SUPPLIED MATERIAL:
**********

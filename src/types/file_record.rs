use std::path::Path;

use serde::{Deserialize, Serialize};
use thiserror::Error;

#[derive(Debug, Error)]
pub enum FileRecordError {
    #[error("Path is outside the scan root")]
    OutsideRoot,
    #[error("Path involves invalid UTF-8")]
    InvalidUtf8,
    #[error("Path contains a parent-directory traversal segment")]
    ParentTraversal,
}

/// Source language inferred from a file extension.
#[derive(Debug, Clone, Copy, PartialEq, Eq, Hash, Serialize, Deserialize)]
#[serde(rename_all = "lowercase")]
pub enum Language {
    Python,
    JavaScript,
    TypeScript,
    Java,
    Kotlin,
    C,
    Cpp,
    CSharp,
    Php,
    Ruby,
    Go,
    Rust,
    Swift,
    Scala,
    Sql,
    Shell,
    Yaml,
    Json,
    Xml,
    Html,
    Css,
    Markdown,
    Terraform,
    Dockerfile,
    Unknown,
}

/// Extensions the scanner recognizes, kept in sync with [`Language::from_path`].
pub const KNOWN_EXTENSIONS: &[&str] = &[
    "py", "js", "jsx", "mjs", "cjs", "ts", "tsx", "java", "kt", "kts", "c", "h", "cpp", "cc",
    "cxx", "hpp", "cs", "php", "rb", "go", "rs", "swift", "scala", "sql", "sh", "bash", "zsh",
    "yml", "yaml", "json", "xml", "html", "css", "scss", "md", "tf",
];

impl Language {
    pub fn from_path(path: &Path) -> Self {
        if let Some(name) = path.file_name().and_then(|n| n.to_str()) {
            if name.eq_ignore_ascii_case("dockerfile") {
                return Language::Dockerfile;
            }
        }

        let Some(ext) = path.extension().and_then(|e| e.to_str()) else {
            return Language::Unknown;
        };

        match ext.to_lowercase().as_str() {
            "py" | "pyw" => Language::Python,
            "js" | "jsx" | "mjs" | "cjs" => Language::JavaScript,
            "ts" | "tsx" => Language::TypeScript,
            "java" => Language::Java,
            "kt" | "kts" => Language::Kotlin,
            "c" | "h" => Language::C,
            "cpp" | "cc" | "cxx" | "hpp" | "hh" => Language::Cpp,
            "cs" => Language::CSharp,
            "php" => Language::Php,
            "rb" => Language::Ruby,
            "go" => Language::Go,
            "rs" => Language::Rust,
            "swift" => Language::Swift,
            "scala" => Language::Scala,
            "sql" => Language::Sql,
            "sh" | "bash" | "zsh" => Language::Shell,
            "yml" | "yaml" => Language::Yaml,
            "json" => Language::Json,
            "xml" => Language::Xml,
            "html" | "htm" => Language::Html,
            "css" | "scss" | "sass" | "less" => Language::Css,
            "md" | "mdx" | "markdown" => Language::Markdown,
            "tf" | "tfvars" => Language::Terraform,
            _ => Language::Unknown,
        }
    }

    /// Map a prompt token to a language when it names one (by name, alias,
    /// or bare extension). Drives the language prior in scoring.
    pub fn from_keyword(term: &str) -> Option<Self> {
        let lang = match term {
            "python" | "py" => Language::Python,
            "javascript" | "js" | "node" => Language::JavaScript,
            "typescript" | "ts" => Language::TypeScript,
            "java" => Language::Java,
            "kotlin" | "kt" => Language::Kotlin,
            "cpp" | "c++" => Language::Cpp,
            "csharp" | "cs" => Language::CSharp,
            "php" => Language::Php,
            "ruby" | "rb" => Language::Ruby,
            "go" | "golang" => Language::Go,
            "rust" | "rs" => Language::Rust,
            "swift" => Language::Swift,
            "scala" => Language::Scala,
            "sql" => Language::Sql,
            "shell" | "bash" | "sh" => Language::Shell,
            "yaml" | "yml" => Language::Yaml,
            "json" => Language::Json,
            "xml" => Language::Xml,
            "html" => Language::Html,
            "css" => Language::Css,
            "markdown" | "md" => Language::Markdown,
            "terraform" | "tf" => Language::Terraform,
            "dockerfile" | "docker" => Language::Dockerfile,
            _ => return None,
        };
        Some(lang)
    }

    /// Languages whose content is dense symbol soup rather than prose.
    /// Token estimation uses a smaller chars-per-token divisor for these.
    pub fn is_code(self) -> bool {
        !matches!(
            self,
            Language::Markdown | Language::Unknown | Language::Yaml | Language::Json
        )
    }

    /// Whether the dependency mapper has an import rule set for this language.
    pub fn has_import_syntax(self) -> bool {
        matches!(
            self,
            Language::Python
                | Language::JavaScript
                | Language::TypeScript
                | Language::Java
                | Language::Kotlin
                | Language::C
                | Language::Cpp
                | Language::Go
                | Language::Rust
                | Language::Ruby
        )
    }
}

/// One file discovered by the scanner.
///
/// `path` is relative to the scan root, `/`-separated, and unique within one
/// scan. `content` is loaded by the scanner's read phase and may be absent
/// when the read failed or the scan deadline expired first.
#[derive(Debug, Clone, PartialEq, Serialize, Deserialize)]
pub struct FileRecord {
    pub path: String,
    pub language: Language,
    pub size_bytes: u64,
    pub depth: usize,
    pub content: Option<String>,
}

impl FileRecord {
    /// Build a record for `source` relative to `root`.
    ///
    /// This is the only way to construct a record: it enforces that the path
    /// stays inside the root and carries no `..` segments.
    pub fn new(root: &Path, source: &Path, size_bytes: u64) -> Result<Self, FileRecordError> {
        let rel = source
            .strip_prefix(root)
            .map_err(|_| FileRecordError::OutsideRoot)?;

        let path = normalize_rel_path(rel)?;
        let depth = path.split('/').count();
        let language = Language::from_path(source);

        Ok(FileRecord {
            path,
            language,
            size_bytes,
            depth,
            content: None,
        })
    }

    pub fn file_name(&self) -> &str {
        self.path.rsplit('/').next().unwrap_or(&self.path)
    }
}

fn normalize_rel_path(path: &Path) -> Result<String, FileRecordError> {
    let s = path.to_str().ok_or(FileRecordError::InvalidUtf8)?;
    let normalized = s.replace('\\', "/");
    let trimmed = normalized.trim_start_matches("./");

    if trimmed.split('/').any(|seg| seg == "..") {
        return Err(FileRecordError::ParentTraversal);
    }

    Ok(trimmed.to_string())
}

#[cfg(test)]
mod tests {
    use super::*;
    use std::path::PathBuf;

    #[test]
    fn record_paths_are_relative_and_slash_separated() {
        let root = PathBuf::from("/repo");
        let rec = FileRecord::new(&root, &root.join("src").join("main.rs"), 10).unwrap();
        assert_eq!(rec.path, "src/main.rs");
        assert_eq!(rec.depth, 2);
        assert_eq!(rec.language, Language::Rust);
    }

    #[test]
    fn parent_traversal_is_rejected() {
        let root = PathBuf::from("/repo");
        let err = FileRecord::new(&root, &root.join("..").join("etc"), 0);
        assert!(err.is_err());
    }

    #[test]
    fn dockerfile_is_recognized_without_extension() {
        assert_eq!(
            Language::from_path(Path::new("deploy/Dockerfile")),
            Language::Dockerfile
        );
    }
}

**********

WHAT YOU HAVE TO DO: Scan the records above for the word "Rust". Copy each line that has it.

SOLUTION TO THIS PROBLEM:
    Rust,
            "rs" => Language::Rust,
            "rust" | "rs" => Language::Rust,
                | Language::Rust
        assert_eq!(rec.language, Language::Rust);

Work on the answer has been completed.